> Your goal
Go through the data and copy every line in which "started" appears.

[Collected data]
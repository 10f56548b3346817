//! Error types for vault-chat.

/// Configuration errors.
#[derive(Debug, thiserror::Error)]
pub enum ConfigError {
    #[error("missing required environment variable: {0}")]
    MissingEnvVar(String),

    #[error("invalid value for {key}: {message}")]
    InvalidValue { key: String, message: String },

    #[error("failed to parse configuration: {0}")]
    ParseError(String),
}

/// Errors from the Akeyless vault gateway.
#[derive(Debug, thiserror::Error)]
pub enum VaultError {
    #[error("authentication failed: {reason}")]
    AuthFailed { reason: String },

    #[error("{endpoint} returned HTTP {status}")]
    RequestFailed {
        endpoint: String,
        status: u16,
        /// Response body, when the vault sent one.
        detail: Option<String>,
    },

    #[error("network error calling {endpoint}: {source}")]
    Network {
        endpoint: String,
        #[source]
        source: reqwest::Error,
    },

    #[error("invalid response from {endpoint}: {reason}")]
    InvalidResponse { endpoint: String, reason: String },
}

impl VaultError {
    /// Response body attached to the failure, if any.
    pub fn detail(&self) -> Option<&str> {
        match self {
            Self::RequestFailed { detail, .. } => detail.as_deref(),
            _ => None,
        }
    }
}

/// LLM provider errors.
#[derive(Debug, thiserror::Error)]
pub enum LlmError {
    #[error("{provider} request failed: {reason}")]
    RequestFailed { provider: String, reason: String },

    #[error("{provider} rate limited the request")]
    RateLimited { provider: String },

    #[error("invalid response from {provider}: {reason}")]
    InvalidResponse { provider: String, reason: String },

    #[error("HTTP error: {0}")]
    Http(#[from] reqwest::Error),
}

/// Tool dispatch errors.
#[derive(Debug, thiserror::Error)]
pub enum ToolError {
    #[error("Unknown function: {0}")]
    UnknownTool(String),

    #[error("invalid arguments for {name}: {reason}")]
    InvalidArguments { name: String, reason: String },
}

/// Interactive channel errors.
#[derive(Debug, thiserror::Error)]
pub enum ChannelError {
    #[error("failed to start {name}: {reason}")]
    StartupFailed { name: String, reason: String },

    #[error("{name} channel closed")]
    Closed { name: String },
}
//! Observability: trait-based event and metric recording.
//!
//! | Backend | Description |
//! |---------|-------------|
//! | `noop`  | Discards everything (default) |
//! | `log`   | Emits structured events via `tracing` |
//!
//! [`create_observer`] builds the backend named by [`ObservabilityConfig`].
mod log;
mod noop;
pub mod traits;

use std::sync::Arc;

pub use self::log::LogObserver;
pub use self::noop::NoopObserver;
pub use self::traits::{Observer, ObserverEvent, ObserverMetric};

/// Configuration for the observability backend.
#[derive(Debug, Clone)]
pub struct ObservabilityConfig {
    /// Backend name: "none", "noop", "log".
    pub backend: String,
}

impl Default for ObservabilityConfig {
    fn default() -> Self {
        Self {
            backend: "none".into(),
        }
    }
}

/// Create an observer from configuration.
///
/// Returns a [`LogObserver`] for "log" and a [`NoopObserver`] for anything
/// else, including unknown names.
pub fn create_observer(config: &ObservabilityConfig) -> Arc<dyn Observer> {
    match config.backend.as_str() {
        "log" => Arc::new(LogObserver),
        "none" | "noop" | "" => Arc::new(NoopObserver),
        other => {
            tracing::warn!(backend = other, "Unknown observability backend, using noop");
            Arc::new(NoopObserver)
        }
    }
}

---

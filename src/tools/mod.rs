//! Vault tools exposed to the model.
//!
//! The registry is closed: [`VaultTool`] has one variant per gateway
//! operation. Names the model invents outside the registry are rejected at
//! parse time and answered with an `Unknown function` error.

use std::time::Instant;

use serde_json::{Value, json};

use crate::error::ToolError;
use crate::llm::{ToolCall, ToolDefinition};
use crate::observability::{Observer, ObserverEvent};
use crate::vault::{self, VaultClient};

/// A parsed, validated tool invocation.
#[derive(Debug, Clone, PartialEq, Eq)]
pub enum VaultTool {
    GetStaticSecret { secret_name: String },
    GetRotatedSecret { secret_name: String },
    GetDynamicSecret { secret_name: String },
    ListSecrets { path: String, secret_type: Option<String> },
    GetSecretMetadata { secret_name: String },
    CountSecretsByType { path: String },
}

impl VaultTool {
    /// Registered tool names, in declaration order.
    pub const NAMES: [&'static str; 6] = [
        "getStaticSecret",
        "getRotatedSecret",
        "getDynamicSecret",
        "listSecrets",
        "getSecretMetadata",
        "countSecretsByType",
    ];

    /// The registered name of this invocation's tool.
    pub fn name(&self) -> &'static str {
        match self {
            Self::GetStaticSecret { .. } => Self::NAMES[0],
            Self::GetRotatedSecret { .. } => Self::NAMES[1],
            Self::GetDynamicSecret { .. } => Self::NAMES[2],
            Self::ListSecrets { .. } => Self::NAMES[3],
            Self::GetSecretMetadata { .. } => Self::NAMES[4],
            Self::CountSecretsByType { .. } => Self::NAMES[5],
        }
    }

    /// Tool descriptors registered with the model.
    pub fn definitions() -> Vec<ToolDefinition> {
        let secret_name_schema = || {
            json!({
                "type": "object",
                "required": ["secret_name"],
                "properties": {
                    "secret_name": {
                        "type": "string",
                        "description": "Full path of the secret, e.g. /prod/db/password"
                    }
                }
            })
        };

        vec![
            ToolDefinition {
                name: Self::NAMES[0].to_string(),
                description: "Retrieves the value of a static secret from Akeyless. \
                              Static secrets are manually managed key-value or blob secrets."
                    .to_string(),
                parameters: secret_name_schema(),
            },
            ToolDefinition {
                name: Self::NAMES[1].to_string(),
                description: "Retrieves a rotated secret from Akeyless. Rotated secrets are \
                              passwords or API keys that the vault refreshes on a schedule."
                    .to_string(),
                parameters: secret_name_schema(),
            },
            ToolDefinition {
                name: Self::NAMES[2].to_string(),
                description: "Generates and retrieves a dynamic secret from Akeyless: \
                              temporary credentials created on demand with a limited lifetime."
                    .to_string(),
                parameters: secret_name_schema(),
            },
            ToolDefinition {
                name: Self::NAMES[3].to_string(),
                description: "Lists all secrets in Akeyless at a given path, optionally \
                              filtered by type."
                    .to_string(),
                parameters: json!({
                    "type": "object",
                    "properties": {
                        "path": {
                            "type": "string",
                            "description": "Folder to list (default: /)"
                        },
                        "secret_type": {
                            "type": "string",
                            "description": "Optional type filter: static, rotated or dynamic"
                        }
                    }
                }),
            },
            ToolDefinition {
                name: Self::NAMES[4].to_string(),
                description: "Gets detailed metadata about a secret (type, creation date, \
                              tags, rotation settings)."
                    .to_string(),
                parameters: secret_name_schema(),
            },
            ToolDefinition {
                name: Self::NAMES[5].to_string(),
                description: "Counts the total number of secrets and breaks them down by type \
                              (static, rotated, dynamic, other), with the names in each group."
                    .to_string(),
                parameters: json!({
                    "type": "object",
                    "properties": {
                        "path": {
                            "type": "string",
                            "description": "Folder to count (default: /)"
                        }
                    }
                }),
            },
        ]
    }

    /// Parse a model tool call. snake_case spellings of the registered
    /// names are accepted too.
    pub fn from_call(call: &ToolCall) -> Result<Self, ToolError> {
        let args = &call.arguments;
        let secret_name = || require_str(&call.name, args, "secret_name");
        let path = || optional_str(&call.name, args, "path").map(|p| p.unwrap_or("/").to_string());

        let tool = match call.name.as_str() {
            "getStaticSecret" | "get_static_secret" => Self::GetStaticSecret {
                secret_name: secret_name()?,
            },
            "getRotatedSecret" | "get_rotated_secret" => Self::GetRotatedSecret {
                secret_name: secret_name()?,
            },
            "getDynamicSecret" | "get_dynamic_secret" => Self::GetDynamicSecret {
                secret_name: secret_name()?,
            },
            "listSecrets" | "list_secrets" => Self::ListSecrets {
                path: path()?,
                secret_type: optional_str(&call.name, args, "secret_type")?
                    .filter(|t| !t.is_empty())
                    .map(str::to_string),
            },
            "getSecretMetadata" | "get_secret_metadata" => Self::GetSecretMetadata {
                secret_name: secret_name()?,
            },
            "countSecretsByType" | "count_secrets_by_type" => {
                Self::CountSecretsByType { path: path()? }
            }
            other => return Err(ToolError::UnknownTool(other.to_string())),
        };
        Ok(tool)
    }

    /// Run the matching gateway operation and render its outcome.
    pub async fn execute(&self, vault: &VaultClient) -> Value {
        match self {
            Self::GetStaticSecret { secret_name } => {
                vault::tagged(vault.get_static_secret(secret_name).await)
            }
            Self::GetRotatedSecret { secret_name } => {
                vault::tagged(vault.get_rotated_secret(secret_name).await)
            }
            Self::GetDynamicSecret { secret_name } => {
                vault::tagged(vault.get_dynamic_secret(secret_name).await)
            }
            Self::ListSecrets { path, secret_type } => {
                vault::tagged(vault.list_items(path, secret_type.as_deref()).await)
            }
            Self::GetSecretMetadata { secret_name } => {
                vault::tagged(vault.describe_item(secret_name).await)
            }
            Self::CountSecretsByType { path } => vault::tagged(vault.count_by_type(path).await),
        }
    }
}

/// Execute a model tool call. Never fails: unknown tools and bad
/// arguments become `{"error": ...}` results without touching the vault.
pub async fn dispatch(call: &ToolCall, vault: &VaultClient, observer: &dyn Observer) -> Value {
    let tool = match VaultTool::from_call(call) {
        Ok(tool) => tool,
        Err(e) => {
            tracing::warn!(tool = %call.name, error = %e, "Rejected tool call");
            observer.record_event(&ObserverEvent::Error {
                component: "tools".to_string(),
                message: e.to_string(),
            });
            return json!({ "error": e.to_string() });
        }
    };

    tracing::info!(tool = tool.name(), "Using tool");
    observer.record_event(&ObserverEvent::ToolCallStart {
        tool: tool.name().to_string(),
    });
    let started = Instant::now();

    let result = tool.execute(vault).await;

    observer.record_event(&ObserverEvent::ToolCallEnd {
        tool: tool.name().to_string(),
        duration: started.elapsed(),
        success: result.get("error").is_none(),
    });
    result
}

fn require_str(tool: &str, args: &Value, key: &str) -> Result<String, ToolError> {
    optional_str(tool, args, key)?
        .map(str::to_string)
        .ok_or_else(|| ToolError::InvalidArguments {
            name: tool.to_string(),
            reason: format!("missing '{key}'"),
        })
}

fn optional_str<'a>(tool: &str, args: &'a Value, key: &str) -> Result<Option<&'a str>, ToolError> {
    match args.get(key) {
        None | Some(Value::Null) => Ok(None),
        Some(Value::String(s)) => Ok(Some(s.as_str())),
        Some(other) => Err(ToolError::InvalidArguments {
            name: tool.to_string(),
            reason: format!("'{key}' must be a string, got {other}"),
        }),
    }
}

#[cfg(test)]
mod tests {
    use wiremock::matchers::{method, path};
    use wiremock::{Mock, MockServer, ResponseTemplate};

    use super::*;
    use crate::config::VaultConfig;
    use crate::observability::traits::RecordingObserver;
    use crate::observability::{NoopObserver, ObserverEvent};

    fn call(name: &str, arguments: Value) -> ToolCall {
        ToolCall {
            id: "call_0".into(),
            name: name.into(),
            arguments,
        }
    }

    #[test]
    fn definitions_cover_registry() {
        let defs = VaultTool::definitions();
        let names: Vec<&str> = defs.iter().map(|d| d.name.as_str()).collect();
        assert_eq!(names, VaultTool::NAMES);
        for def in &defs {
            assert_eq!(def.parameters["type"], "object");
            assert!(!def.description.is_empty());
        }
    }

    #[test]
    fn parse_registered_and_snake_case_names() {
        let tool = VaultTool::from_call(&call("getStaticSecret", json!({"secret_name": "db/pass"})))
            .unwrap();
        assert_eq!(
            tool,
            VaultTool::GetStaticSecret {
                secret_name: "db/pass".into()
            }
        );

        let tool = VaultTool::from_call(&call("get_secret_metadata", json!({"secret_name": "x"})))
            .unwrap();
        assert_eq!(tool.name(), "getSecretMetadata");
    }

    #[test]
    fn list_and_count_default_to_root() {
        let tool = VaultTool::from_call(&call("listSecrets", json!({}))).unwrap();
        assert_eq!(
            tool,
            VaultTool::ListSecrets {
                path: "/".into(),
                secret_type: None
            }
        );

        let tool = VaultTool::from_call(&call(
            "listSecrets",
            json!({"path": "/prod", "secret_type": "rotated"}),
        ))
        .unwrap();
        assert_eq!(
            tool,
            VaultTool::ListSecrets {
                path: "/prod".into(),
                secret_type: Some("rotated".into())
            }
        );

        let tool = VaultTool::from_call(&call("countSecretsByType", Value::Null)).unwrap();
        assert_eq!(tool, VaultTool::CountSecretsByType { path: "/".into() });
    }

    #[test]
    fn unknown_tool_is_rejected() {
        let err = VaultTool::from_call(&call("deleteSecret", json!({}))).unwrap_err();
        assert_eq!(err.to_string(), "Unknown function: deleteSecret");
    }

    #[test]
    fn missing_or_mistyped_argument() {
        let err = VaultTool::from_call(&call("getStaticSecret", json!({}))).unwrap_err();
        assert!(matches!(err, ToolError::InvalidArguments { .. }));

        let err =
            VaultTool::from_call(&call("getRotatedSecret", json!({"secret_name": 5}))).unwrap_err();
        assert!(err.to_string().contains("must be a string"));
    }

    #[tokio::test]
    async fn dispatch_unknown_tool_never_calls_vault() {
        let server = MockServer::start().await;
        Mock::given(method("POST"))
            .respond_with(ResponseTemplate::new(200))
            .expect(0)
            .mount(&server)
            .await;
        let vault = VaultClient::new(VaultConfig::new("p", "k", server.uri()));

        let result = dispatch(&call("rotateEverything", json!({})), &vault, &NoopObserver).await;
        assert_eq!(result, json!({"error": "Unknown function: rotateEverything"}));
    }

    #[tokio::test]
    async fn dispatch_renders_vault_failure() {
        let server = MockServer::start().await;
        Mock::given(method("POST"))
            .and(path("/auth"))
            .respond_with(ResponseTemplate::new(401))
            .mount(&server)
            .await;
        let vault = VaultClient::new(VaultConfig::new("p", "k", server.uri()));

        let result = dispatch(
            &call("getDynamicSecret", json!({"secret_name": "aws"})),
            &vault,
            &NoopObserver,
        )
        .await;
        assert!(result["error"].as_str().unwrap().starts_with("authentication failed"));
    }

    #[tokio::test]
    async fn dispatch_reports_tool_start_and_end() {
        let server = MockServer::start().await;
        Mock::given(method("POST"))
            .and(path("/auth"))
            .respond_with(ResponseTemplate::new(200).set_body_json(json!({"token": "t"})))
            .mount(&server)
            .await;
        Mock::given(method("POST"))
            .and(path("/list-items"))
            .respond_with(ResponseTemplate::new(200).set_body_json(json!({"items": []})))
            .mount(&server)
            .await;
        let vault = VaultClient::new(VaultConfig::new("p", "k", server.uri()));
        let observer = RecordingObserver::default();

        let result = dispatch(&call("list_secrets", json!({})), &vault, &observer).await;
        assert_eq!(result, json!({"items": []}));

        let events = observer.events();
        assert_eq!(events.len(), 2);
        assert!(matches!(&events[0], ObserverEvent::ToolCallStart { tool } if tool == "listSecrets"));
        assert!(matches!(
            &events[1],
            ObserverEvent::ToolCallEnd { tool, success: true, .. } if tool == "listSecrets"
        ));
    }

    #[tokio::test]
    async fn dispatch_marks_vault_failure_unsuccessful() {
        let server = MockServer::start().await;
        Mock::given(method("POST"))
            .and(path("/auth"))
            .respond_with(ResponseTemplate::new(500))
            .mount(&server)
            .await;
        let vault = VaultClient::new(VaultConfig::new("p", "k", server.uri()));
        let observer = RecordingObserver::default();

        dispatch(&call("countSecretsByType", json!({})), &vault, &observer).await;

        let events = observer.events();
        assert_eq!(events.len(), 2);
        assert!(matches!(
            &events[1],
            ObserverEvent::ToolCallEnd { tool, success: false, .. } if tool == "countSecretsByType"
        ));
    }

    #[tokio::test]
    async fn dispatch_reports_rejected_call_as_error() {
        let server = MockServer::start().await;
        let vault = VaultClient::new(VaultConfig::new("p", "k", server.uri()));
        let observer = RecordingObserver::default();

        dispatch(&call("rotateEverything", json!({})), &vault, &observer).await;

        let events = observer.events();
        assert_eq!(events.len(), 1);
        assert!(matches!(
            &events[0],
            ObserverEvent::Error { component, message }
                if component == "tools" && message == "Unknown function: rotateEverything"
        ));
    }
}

> Task output
    let started = Instant::now();
        duration: started.elapsed(),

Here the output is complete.